Paris. My spiritual Home

I moved to Paris when I was twenty-two years old. I had been working at Le Manoir aux Quat’ Saisons in Oxford with Monsieur Blanc for two years, and he had genourously, nay, alchemized me, by sending me to work at the iconic restaurant Jamin, with Monsieur Joel Robuchon.

The greatest privilege, the greatest educative opportunity I’ve ever been given, both to work for Robuchon and to live in the greatest capital city in the world. The restaurant didn’t open at the weekend so I had every Saturday and Sunday to immerse myself in the city. Without much money, I would walk for hours, starting at the majestic Arc de Triumphe, along the Champs Elysee, into Concorde, through the Tuileriesgarden, then into the Louvre if it was a Sunday, as it was free on that particular day. Over to the Île de la Cité to stand in awe before Norte Dame, or Sainte-Chapelle.

I’d find myself a little terrace and read my Sunday Times which would have arrived in the town by then. The Sunday edition with the supplements would keep me occupied for the rest of the evening.

I’ve been back a dozen times or more since living there, even with a bit of spending money, but my two years as a man-child remain my fondest. For one thing, you didn’t have to queue for anything. You could walk straight into any one of these historic sights, the Louvred’OrsayNorte Dame or Versailles without booking, something unthinkable today, when trips have to be planned with military style organization. Anyway, it’s still magical. Go everywhere, visit everything. Really do do the touristic trail and for example go to Montmartre in the evening and walk around the area. One of the last times we were there we found a great little open terrace where for some reason we drank Bellinis enjoying the bohemian atmosphere around Sacre Coeur. Take a Bateaux Mouches in the evening and see the sites lit up and from different vantage point.

The Palais and Jardín Luxembourg are beautiful and can be combined with a walk along the  Boulevard Saint Michel. The Pantheon, Saint Denis, Les Invalides, Hotel de Ville and the Place de Vosges. La Madeleine, Saint Eustache and the Opera. Just the names conjure up deep emotions as they are draped in history, their being, the ideas that brought them into being have molded the culture, the people and the history of the country and all the countries who have been inspired by the city.

Paris justifies the entire torturous European moment in man’s history. French pride, the strong state, government largesse, the unfortunately frequent battles over ideas. It is totally understandable as to why the city has been an inspiration to the creatives and intellectuals who have lived there. The city is simply intoxicating.

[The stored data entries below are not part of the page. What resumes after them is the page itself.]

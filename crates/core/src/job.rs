//! Job lifecycle types.
//!
//! A [`TaskSnapshot`] is one observation of a job as reported by the
//! generation service. A [`JobRecord`] is what we persist: the latest
//! snapshot folded onto the record, with `created_at` pinned at first
//! persistence.

use std::fmt;

use serde::{Deserialize, Serialize};

use crate::error::CoreError;
use crate::types::{JobId, Timestamp};

// ---------------------------------------------------------------------------
// Status
// ---------------------------------------------------------------------------

/// Lifecycle status of a generation job.
///
/// Every variant except [`JobStatus::Error`] is assigned by the generation
/// service. `Error` is assigned locally when the poll loop gives up on a job
/// after repeated failures to observe it.
#[derive(Debug, Clone, Copy, PartialEq, Eq, Hash, Serialize, Deserialize)]
#[serde(rename_all = "SCREAMING_SNAKE_CASE")]
pub enum JobStatus {
    Pending,
    Running,
    Succeeded,
    Failed,
    Cancelled,
    /// Queued by the vendor because of rate limits. Not terminal.
    Throttled,
    Error,
}

/// Statuses after which a job is never polled again.
pub const TERMINAL_STATUSES: [JobStatus; 4] = [
    JobStatus::Succeeded,
    JobStatus::Failed,
    JobStatus::Cancelled,
    JobStatus::Error,
];

impl JobStatus {
    /// Whether no further status change is expected.
    pub fn is_terminal(self) -> bool {
        TERMINAL_STATUSES.contains(&self)
    }

    /// Wire name, e.g. `"SUCCEEDED"`.
    pub fn as_str(self) -> &'static str {
        match self {
            Self::Pending => "PENDING",
            Self::Running => "RUNNING",
            Self::Succeeded => "SUCCEEDED",
            Self::Failed => "FAILED",
            Self::Cancelled => "CANCELLED",
            Self::Throttled => "THROTTLED",
            Self::Error => "ERROR",
        }
    }
}

impl fmt::Display for JobStatus {
    fn fmt(&self, f: &mut fmt::Formatter<'_>) -> fmt::Result {
        f.pad(self.as_str())
    }
}

/// Require a job id to be non-blank and made only of `[A-Za-z0-9_-]`.
///
/// Vendor ids are UUIDs; anything else would not survive being embedded in
/// a URL path or a storage key.
pub fn validate_job_id(id: &str) -> Result<&str, CoreError> {
    let id = id.trim();
    if id.is_empty() {
        return Err(CoreError::Validation("task id is required".into()));
    }
    if !id.chars().all(|c| c.is_ascii_alphanumeric() || matches!(c, '_' | '-')) {
        return Err(CoreError::Validation(format!("invalid task id '{id}'")));
    }
    Ok(id)
}

// ---------------------------------------------------------------------------
// Snapshot
// ---------------------------------------------------------------------------

/// A single status observation returned by the generation service.
#[derive(Debug, Clone, PartialEq, Serialize, Deserialize)]
#[serde(rename_all = "camelCase")]
pub struct TaskSnapshot {
    pub id: JobId,
    pub status: JobStatus,
    #[serde(default, skip_serializing_if = "Option::is_none")]
    pub created_at: Option<Timestamp>,
    #[serde(default)]
    pub output: Vec<String>,
    #[serde(default, skip_serializing_if = "Option::is_none")]
    pub failure: Option<String>,
    #[serde(default, skip_serializing_if = "Option::is_none")]
    pub progress: Option<f32>,
}

impl TaskSnapshot {
    /// A bare `PENDING` observation for a job we know exists but could not
    /// read back yet.
    pub fn pending(id: impl Into<JobId>) -> Self {
        Self {
            id: id.into(),
            status: JobStatus::Pending,
            created_at: None,
            output: Vec::new(),
            failure: None,
            progress: None,
        }
    }
}

// ---------------------------------------------------------------------------
// Record
// ---------------------------------------------------------------------------

/// The persisted representation of a job.
#[derive(Debug, Clone, PartialEq, Serialize, Deserialize)]
#[serde(rename_all = "camelCase")]
pub struct JobRecord {
    pub id: JobId,
    pub status: JobStatus,
    pub created_at: Timestamp,
    pub updated_at: Timestamp,
    /// Result media locators. Only non-empty once the job has succeeded.
    #[serde(default)]
    pub output: Vec<String>,
    #[serde(default, skip_serializing_if = "Option::is_none")]
    pub failure: Option<String>,
    #[serde(default, skip_serializing_if = "Option::is_none")]
    pub progress: Option<f32>,
}

impl JobRecord {
    /// Build the first record for a job from its first observation.
    ///
    /// `created_at` comes from the vendor when it reports one, otherwise
    /// from `now`.
    pub fn from_snapshot(snapshot: TaskSnapshot, now: Timestamp) -> Self {
        let mut record = Self {
            id: snapshot.id.clone(),
            status: snapshot.status,
            created_at: snapshot.created_at.unwrap_or(now),
            updated_at: now,
            output: Vec::new(),
            failure: None,
            progress: None,
        };
        record.apply(snapshot, now);
        record
    }

    /// Fold a newer observation onto this record.
    ///
    /// `id` and `created_at` are never touched. Output is kept only for
    /// succeeded jobs.
    pub fn apply(&mut self, snapshot: TaskSnapshot, now: Timestamp) {
        self.status = snapshot.status;
        self.output = if snapshot.status == JobStatus::Succeeded {
            snapshot.output
        } else {
            Vec::new()
        };
        self.failure = snapshot.failure;
        self.progress = snapshot.progress;
        self.updated_at = now;
    }

    /// Mark the record as abandoned by the poll loop.
    pub fn mark_error(&mut self, message: impl Into<String>, now: Timestamp) {
        self.status = JobStatus::Error;
        self.failure = Some(message.into());
        self.updated_at = now;
    }

    pub fn is_terminal(&self) -> bool {
        self.status.is_terminal()
    }
}

// ---------------------------------------------------------------------------
// Tests
// ---------------------------------------------------------------------------

#[cfg(test)]
mod tests {
    use chrono::{Duration, TimeZone, Utc};

    use super::*;

    fn at(secs: i64) -> Timestamp {
        Utc.timestamp_opt(1_700_000_000 + secs, 0).unwrap()
    }

    fn snapshot(status: JobStatus) -> TaskSnapshot {
        TaskSnapshot {
            status,
            ..TaskSnapshot::pending("task-1")
        }
    }

    #[test]
    fn terminal_set() {
        assert!(JobStatus::Succeeded.is_terminal());
        assert!(JobStatus::Failed.is_terminal());
        assert!(JobStatus::Cancelled.is_terminal());
        assert!(JobStatus::Error.is_terminal());
        assert!(!JobStatus::Pending.is_terminal());
        assert!(!JobStatus::Running.is_terminal());
        assert!(!JobStatus::Throttled.is_terminal());
    }

    #[test]
    fn job_id_validation() {
        assert_eq!(validate_job_id(" 3f2a-b9_c ").unwrap(), "3f2a-b9_c");
        assert!(validate_job_id("").is_err());
        assert!(validate_job_id("   ").is_err());
        assert!(validate_job_id("../tasks").is_err());
        assert!(validate_job_id("a/b").is_err());
    }

    #[test]
    fn status_serializes_screaming_snake_case() {
        let json = serde_json::to_value(JobStatus::Throttled).unwrap();
        assert_eq!(json, "THROTTLED");

        let parsed: JobStatus = serde_json::from_value(serde_json::json!("SUCCEEDED")).unwrap();
        assert_eq!(parsed, JobStatus::Succeeded);
        assert_eq!(parsed.to_string(), "SUCCEEDED");
    }

    #[test]
    fn from_snapshot_prefers_vendor_created_at() {
        let mut snap = snapshot(JobStatus::Running);
        snap.created_at = Some(at(-30));

        let record = JobRecord::from_snapshot(snap, at(0));
        assert_eq!(record.created_at, at(-30));
        assert_eq!(record.updated_at, at(0));
    }

    #[test]
    fn from_snapshot_falls_back_to_now() {
        let record = JobRecord::from_snapshot(snapshot(JobStatus::Pending), at(5));
        assert_eq!(record.created_at, at(5));
    }

    #[test]
    fn apply_never_moves_created_at() {
        let mut record = JobRecord::from_snapshot(snapshot(JobStatus::Pending), at(0));

        let mut later = snapshot(JobStatus::Succeeded);
        later.created_at = Some(at(0) + Duration::hours(1));
        later.output = vec!["https://cdn.example/video.mp4".into()];
        record.apply(later, at(10));

        assert_eq!(record.created_at, at(0));
        assert_eq!(record.updated_at, at(10));
        assert_eq!(record.status, JobStatus::Succeeded);
        assert_eq!(record.output.len(), 1);
    }

    #[test]
    fn output_dropped_unless_succeeded() {
        let mut snap = snapshot(JobStatus::Running);
        snap.output = vec!["https://cdn.example/partial.mp4".into()];

        let record = JobRecord::from_snapshot(snap, at(0));
        assert!(record.output.is_empty());
    }

    #[test]
    fn mark_error_sets_failure() {
        let mut record = JobRecord::from_snapshot(snapshot(JobStatus::Running), at(0));
        record.mark_error("connection refused", at(3));

        assert_eq!(record.status, JobStatus::Error);
        assert_eq!(record.failure.as_deref(), Some("connection refused"));
        assert!(record.is_terminal());
    }

    #[test]
    fn record_json_uses_camel_case() {
        let record = JobRecord::from_snapshot(snapshot(JobStatus::Pending), at(0));
        let json = serde_json::to_value(&record).unwrap();

        assert_eq!(json["id"], "task-1");
        assert_eq!(json["status"], "PENDING");
        assert!(json["createdAt"].is_string());
        assert!(json["output"].as_array().unwrap().is_empty());
        assert!(json.get("failure").is_none());
    }

    #[test]
    fn snapshot_parses_minimal_vendor_payload() {
        let snap: TaskSnapshot =
            serde_json::from_value(serde_json::json!({ "id": "abc", "status": "RUNNING" }))
                .unwrap();
        assert_eq!(snap.status, JobStatus::Running);
        assert!(snap.output.is_empty());
        assert!(snap.created_at.is_none());
    }
}
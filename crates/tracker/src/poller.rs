//! The per-job background poll loop.
//!
//! Each iteration sleeps for the configured interval, reads the job's status
//! from the generation service, and upserts it. Iterations never overlap for
//! the same job. The loop ends on a terminal status, after too many
//! consecutive failures, or when its [`CancellationToken`] fires.

use std::sync::Arc;

use tokio_util::sync::CancellationToken;
use vidgen_core::job::{JobRecord, JobStatus};
use vidgen_core::types::JobId;
use vidgen_remote::GenerationService;
use vidgen_store::{JobRepo, KeyValueStore};

use crate::config::PollConfig;
use crate::error::PollError;

/// How a poll loop ended.
#[derive(Debug, Clone, Copy, PartialEq, Eq)]
pub enum PollOutcome {
    /// The job reached a terminal status.
    Settled(JobStatus),
    /// Too many consecutive failures; the record was marked `ERROR`.
    GaveUp,
    /// Stopped by shutdown before the job settled.
    Cancelled,
}

/// Everything a poll task owns.
pub(crate) struct PollContext {
    pub job_id: JobId,
    pub store: Arc<dyn KeyValueStore>,
    pub remote: Arc<dyn GenerationService>,
    pub config: PollConfig,
}

/// Poll `ctx.job_id` until it settles, gives up, or `cancel` fires.
pub(crate) async fn poll_until_settled(ctx: PollContext, cancel: CancellationToken) -> PollOutcome {
    let max_failures = ctx.config.max_consecutive_failures.max(1);
    let mut failures = 0u32;

    tracing::debug!(
        job_id = %ctx.job_id,
        interval_ms = ctx.config.interval.as_millis() as u64,
        "Poll loop started",
    );

    loop {
        tokio::select! {
            _ = cancel.cancelled() => return cancelled(&ctx.job_id),
            _ = tokio::time::sleep(ctx.config.interval) => {}
        }

        let observed = tokio::select! {
            _ = cancel.cancelled() => return cancelled(&ctx.job_id),
            result = observe_once(&ctx) => result,
        };

        match observed {
            Ok(record) if record.is_terminal() => {
                tracing::info!(
                    job_id = %ctx.job_id,
                    status = %record.status,
                    outputs = record.output.len(),
                    "Job settled",
                );
                return PollOutcome::Settled(record.status);
            }
            Ok(record) => {
                failures = 0;
                tracing::debug!(job_id = %ctx.job_id, status = %record.status, "Job still in progress");
            }
            Err(e) => {
                failures += 1;
                tracing::warn!(
                    job_id = %ctx.job_id,
                    failures,
                    max_failures,
                    error = %e,
                    "Poll iteration failed",
                );

                if failures >= max_failures {
                    return give_up(&ctx, &e).await;
                }
            }
        }
    }
}

/// One fetch-then-persist step.
async fn observe_once(ctx: &PollContext) -> Result<JobRecord, PollError> {
    let mut snapshot = ctx.remote.fetch_status(&ctx.job_id).await?;
    // The key is owned by this task; never let the payload redirect the write.
    snapshot.id = ctx.job_id.clone();
    Ok(JobRepo::upsert(ctx.store.as_ref(), snapshot).await?)
}

async fn give_up(ctx: &PollContext, last_error: &PollError) -> PollOutcome {
    tracing::error!(
        job_id = %ctx.job_id,
        error = %last_error,
        "Giving up on job after repeated poll failures",
    );

    let message = format!("status polling abandoned: {last_error}");
    if let Err(e) = JobRepo::mark_error(ctx.store.as_ref(), &ctx.job_id, &message).await {
        tracing::error!(job_id = %ctx.job_id, error = %e, "Failed to mark job as errored");
    }

    PollOutcome::GaveUp
}

fn cancelled(job_id: &str) -> PollOutcome {
    tracing::info!(job_id, "Poll loop cancelled");
    PollOutcome::Cancelled
}
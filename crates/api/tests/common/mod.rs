//! Shared helpers for the API integration tests.
//!
//! The generation service is replaced by [`FakeGeneration`] and the store
//! by a [`MemoryStore`], so tests run without network access or disk.

#![allow(dead_code)]

use std::collections::HashMap;
use std::path::PathBuf;
use std::sync::atomic::{AtomicUsize, Ordering};
use std::sync::{Arc, Mutex};
use std::time::Duration;

use async_trait::async_trait;
use axum::body::Body;
use axum::http::{Request, StatusCode};
use axum::Router;
use http_body_util::BodyExt;
use tower::ServiceExt;

use vidgen_api::config::ServerConfig;
use vidgen_api::router::build_app_router;
use vidgen_api::state::AppState;
use vidgen_core::generation::{GenerationParams, GenerationRequest};
use vidgen_core::job::{JobStatus, TaskSnapshot};
use vidgen_remote::{GenerationService, RemoteConfig, RemoteError, SubmittedTask};
use vidgen_store::{MemoryStore, StoreBackendKind};
use vidgen_tracker::{JobTracker, PollConfig};

// ---------------------------------------------------------------------------
// Fake generation service
// ---------------------------------------------------------------------------

/// Hands out ids `task-1`, `task-2`, ... and reports whatever status the
/// test last set for each id. Unknown ids are `NotFound`.
pub struct FakeGeneration {
    initial: JobStatus,
    next_id: AtomicUsize,
    statuses: Mutex<HashMap<String, JobStatus>>,
    submissions: AtomicUsize,
    fail_submit: bool,
    fail_lookup: bool,
    read_delay: Duration,
}

impl FakeGeneration {
    /// New jobs start in `initial`.
    pub fn new(initial: JobStatus) -> Self {
        Self {
            initial,
            next_id: AtomicUsize::new(1),
            statuses: Mutex::new(HashMap::new()),
            submissions: AtomicUsize::new(0),
            fail_submit: false,
            fail_lookup: false,
            read_delay: Duration::ZERO,
        }
    }

    /// Every submission is rejected by the vendor.
    pub fn failing_submit(mut self) -> Self {
        self.fail_submit = true;
        self
    }

    /// Every status read fails with a vendor error.
    pub fn failing_lookup(mut self) -> Self {
        self.fail_lookup = true;
        self
    }

    /// Every status read takes `delay` before answering.
    pub fn with_read_delay(mut self, delay: Duration) -> Self {
        self.read_delay = delay;
        self
    }

    pub fn set_status(&self, id: &str, status: JobStatus) {
        self.statuses
            .lock()
            .unwrap()
            .insert(id.to_string(), status);
    }

    pub fn submission_count(&self) -> usize {
        self.submissions.load(Ordering::SeqCst)
    }
}

#[async_trait]
impl GenerationService for FakeGeneration {
    async fn submit(&self, _request: &GenerationRequest) -> Result<SubmittedTask, RemoteError> {
        if self.fail_submit {
            return Err(RemoteError::ApiError {
                status: 401,
                body: "secret vendor detail".into(),
            });
        }
        self.submissions.fetch_add(1, Ordering::SeqCst);
        let id = format!("task-{}", self.next_id.fetch_add(1, Ordering::SeqCst));
        self.set_status(&id, self.initial);
        Ok(SubmittedTask { id })
    }

    async fn fetch_status(&self, task_id: &str) -> Result<TaskSnapshot, RemoteError> {
        if !self.read_delay.is_zero() {
            tokio::time::sleep(self.read_delay).await;
        }
        if self.fail_lookup {
            return Err(RemoteError::ApiError {
                status: 502,
                body: "upstream unavailable".into(),
            });
        }
        let status = self
            .statuses
            .lock()
            .unwrap()
            .get(task_id)
            .copied()
            .ok_or_else(|| RemoteError::NotFound(task_id.to_string()))?;

        let mut snapshot = TaskSnapshot::pending(task_id);
        snapshot.status = status;
        if status == JobStatus::Succeeded {
            snapshot.output = vec![format!("https://cdn.test/{task_id}.mp4")];
        }
        Ok(snapshot)
    }
}

// ---------------------------------------------------------------------------
// App construction
// ---------------------------------------------------------------------------

/// Build a test `ServerConfig` with safe defaults and a fast poll interval.
pub fn test_config() -> ServerConfig {
    ServerConfig {
        host: "127.0.0.1".to_string(),
        port: 0,
        cors_origins: vec!["http://localhost:5173".to_string()],
        request_timeout_secs: 30,
        max_body_bytes: 64 * 1024,
        store_backend: StoreBackendKind::Memory,
        store_path: PathBuf::new(),
        remote: RemoteConfig::new("key_test"),
        generation: GenerationParams::default(),
        poll: PollConfig {
            interval: Duration::from_millis(5),
            max_consecutive_failures: 3,
        },
    }
}

/// A router wired exactly like production plus a handle on its tracker.
pub struct TestApp {
    pub router: Router,
    pub tracker: Arc<JobTracker>,
}

pub fn build_test_app(remote: Arc<FakeGeneration>) -> TestApp {
    build_test_app_with(remote, test_config())
}

pub fn build_test_app_with(remote: Arc<FakeGeneration>, config: ServerConfig) -> TestApp {
    let tracker = Arc::new(JobTracker::new(
        Arc::new(MemoryStore::new()),
        remote,
        config.generation.clone(),
        config.poll,
    ));

    let state = AppState {
        config: Arc::new(config.clone()),
        tracker: Arc::clone(&tracker),
    };

    TestApp {
        router: build_app_router(state, &config),
        tracker,
    }
}

// ---------------------------------------------------------------------------
// Request helpers
// ---------------------------------------------------------------------------

pub async fn get(app: &Router, uri: &str) -> axum::response::Response {
    app.clone()
        .oneshot(Request::get(uri).body(Body::empty()).unwrap())
        .await
        .unwrap()
}

pub async fn post_json(
    app: &Router,
    uri: &str,
    body: serde_json::Value,
) -> axum::response::Response {
    app.clone()
        .oneshot(
            Request::post(uri)
                .header("content-type", "application/json")
                .body(Body::from(body.to_string()))
                .unwrap(),
        )
        .await
        .unwrap()
}

/// Assert the status code and parse the body as JSON.
pub async fn body_json(
    response: axum::response::Response,
    expected: StatusCode,
) -> serde_json::Value {
    assert_eq!(response.status(), expected);
    let bytes = response.into_body().collect().await.unwrap().to_bytes();
    serde_json::from_slice(&bytes).unwrap()
}
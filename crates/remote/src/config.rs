use std::time::Duration;

/// Default vendor base URL.
pub const DEFAULT_API_URL: &str = "https://api.dev.runwayml.com";

/// Default value of the `X-Runway-Version` header.
pub const DEFAULT_API_VERSION: &str = "2024-11-06";

/// Default per-request timeout.
pub const DEFAULT_TIMEOUT_SECS: u64 = 30;

/// Connection settings for the generation service.
#[derive(Clone)]
pub struct RemoteConfig {
    /// Base URL without a trailing slash, e.g. `https://api.dev.runwayml.com`.
    pub api_url: String,
    /// Bearer token. Never logged.
    pub api_key: String,
    /// API version pinned in every request.
    pub api_version: String,
    pub timeout: Duration,
}

impl RemoteConfig {
    /// Settings for the default vendor endpoint with the given key.
    pub fn new(api_key: impl Into<String>) -> Self {
        Self {
            api_url: DEFAULT_API_URL.to_string(),
            api_key: api_key.into(),
            api_version: DEFAULT_API_VERSION.to_string(),
            timeout: Duration::from_secs(DEFAULT_TIMEOUT_SECS),
        }
    }

    /// Override the base URL (test servers, proxies).
    pub fn with_api_url(mut self, api_url: impl Into<String>) -> Self {
        self.api_url = api_url.into().trim_end_matches('/').to_string();
        self
    }
}

// Hand-written so the API key never ends up in logs.
impl std::fmt::Debug for RemoteConfig {
    fn fmt(&self, f: &mut std::fmt::Formatter<'_>) -> std::fmt::Result {
        f.debug_struct("RemoteConfig")
            .field("api_url", &self.api_url)
            .field("api_key", &"<redacted>")
            .field("api_version", &self.api_version)
            .field("timeout", &self.timeout)
            .finish()
    }
}
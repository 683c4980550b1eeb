use std::sync::Arc;

use vidgen_core::generation::{validate_image_reference, GenerationParams};
use vidgen_core::job::{validate_job_id, JobRecord, TaskSnapshot};
use vidgen_core::types::JobId;
use vidgen_remote::{GenerationService, RemoteError};
use vidgen_store::{JobRepo, KeyValueStore};

use crate::config::PollConfig;
use crate::error::TrackerError;
use crate::poller::{poll_until_settled, PollContext, PollOutcome};
use crate::registry::PollRegistry;

/// Submits generation jobs and keeps their persisted records current.
///
/// Created once at startup and shared behind an `Arc`. The store and the
/// generation service are injected so tests can substitute fakes.
pub struct JobTracker {
    store: Arc<dyn KeyValueStore>,
    remote: Arc<dyn GenerationService>,
    params: GenerationParams,
    poll: PollConfig,
    registry: Arc<PollRegistry>,
}

impl JobTracker {
    pub fn new(
        store: Arc<dyn KeyValueStore>,
        remote: Arc<dyn GenerationService>,
        params: GenerationParams,
        poll: PollConfig,
    ) -> Self {
        Self {
            store,
            remote,
            params,
            poll,
            registry: Arc::new(PollRegistry::new()),
        }
    }

    /// Submit one image and start tracking the resulting job.
    ///
    /// Returns as soon as the first observation is persisted; completion is
    /// observed later through [`JobTracker::list`]. Once the generation
    /// service has accepted the job, recording it runs on its own task, so a
    /// caller that stops waiting does not lose the job.
    pub async fn submit(&self, image: Option<&str>) -> Result<JobRecord, TrackerError> {
        let image = validate_image_reference(image)?;
        let request = self.params.request_for(image);

        let task = self
            .remote
            .submit(&request)
            .await
            .map_err(TrackerError::RemoteSubmissionFailed)?;

        let admission = Admission {
            store: Arc::clone(&self.store),
            remote: Arc::clone(&self.remote),
            registry: Arc::clone(&self.registry),
            poll: self.poll,
        };

        tokio::spawn(admission.run(task.id))
            .await
            .map_err(|e| TrackerError::Internal(format!("job admission task failed: {e}")))?
    }

    /// Every persisted job record, oldest first.
    pub async fn list(&self) -> Result<Vec<JobRecord>, TrackerError> {
        Ok(JobRepo::list_oldest_first(self.store.as_ref()).await?)
    }

    /// Read a job's status straight from the generation service.
    ///
    /// Bypasses the store and writes nothing back; the job's poll task stays
    /// the single writer for its record.
    pub async fn lookup(&self, id: &str) -> Result<TaskSnapshot, TrackerError> {
        let id = validate_job_id(id)?;

        self.remote.fetch_status(id).await.map_err(|e| match e {
            RemoteError::NotFound(id) => TrackerError::NotFound(id),
            other => TrackerError::RemoteLookupFailed(other),
        })
    }

    /// Number of jobs currently being polled.
    pub async fn active_polls(&self) -> usize {
        self.registry.active_count().await
    }

    pub async fn is_polling(&self, id: &str) -> bool {
        self.registry.is_polling(id).await
    }

    /// Wait until the poll task for `id` ends.
    pub async fn wait_for(&self, id: &str) -> Option<PollOutcome> {
        self.registry.wait(id).await
    }

    /// Stop all background polling. Records keep their last persisted state.
    pub async fn shutdown(&self) {
        tracing::info!("Shutting down job tracker");
        self.registry.shutdown().await;
    }
}

/// Records a job the generation service has accepted and hands it to
/// background polling.
struct Admission {
    store: Arc<dyn KeyValueStore>,
    remote: Arc<dyn GenerationService>,
    registry: Arc<PollRegistry>,
    poll: PollConfig,
}

impl Admission {
    async fn run(self, job_id: JobId) -> Result<JobRecord, TrackerError> {
        let snapshot = match self.remote.fetch_status(&job_id).await {
            Ok(mut snapshot) => {
                snapshot.id = job_id.clone();
                snapshot
            }
            Err(e) => {
                // The job exists remotely; record it so polling can pick it up.
                tracing::warn!(
                    job_id = %job_id,
                    error = %e,
                    "Confirmation read failed; recording job as pending",
                );
                TaskSnapshot::pending(job_id.clone())
            }
        };

        let record = JobRepo::upsert(self.store.as_ref(), snapshot).await?;
        tracing::info!(job_id = %record.id, status = %record.status, "Job submitted");

        if !record.is_terminal() {
            self.start_polling(&record.id).await;
        }

        Ok(record)
    }

    async fn start_polling(&self, job_id: &str) {
        let ctx = PollContext {
            job_id: job_id.to_string(),
            store: Arc::clone(&self.store),
            remote: Arc::clone(&self.remote),
            config: self.poll,
        };

        let spawned = self
            .registry
            .spawn(job_id, move |cancel| poll_until_settled(ctx, cancel))
            .await;

        if spawned {
            tracing::debug!(job_id, "Poll task spawned");
        }
    }
}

It seems trite to propose a place to eat. There will be so many, all offering a richly different experience. I used to eat in the Alsace restaurant on the Champs Elysee where I was introduced to Choucroute a dish that contained a dozen different pork cuts and where there was a particularly foul waiter who seemed to wear the menu on his apron, making redundant the need to ask him for a menu. I would take breakfast at Lenôtre where they would make the most fantatsic croissant that you would unashamedly dunk into the bowl -not cup- of café au lait.

There was a farmers market that wiould descend upon my quartier -I lived next to Pont d’Alma- on a Saturday and I would buy a few slices of a Paté de Campagne, some cornichons and a half a loaf and take it as a picnic on my peregrinations of the day. I would imagine myself as a real Parisian and drink a Pastis outside the Pompidou Center, our as we would call it Beau-beau, and if I was still in the Chatelet les Halles area at night on a Saturday I would go to the underground cavern where a live band would play decent Rolling Stones covers. There was a bar that was open twenty four hours around there somewhere, where I used to eat a sublime Braised Lamb Shoulder with Haricots Blanc.

No guide book will provide you with a satisfactory itinerary for a visit. Try to give yourself enough time there…a lifetime? anything less might not be enough and simply surrender yourself to the city.